==== TASK INPUT
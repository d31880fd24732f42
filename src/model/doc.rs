/// Block tag inside a javadoc comment: `@param name the value`
#[derive(Debug, Clone, PartialEq, Eq)]
pub struct DocletTag {
    pub name: String,
    pub value: String,
    pub line_number: usize,
}

impl DocletTag {
    /// Whitespace-separated words of the value
    pub fn parameters(&self) -> Vec<&str> {
        self.value.split_whitespace().collect()
    }
}

/// Javadoc comment with its leading decoration stripped
#[derive(Debug, Clone, PartialEq, Eq, Default)]
pub struct DocComment {
    pub text: String,
    pub tags: Vec<DocletTag>,
}

impl DocComment {
    /// Parse the raw `/** ... */` text that starts on `line`
    pub fn parse(raw: &str, line: usize) -> Self {
        let body = raw.strip_prefix("/**").unwrap_or(raw);
        let body = body.strip_suffix("*/").unwrap_or(body);

        let mut text_lines: Vec<&str> = Vec::new();
        let mut tags: Vec<DocletTag> = Vec::new();

        for (i, raw_line) in body.lines().enumerate() {
            let content = strip_decoration(raw_line);
            if let Some(rest) = content.trim_start().strip_prefix('@') {
                let (name, value) = match rest.find(char::is_whitespace) {
                    Some(idx) => (&rest[..idx], rest[idx..].trim()),
                    None => (rest, ""),
                };
                if !name.is_empty() {
                    tags.push(DocletTag {
                        name: name.to_string(),
                        value: value.to_string(),
                        line_number: line + i,
                    });
                    continue;
                }
            }
            match tags.last_mut() {
                Some(tag) => {
                    let content = content.trim();
                    if !content.is_empty() {
                        if !tag.value.is_empty() {
                            tag.value.push(' ');
                        }
                        tag.value.push_str(content);
                    }
                }
                None => text_lines.push(content),
            }
        }

        let text = text_lines.join("\n").trim().to_string();
        Self { text, tags }
    }

    pub fn tag_by_name(&self, name: &str) -> Option<&DocletTag> {
        self.tags.iter().find(|t| t.name == name)
    }

    pub fn tags_by_name<'a>(&'a self, name: &'a str) -> impl Iterator<Item = &'a DocletTag> + 'a {
        self.tags.iter().filter(move |t| t.name == name)
    }
}

fn strip_decoration(line: &str) -> &str {
    let trimmed = line.trim_start();
    let without_star = trimmed.trim_start_matches('*');
    without_star.strip_prefix(' ').unwrap_or(without_star).trim_end()
}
========
◆ DESCRIPTION OF THE TASK
Collect the complete line wherever the string "DocComment" appears in the records.

◆ ANSWER TO THIS TASK
pub struct DocComment {
impl DocComment {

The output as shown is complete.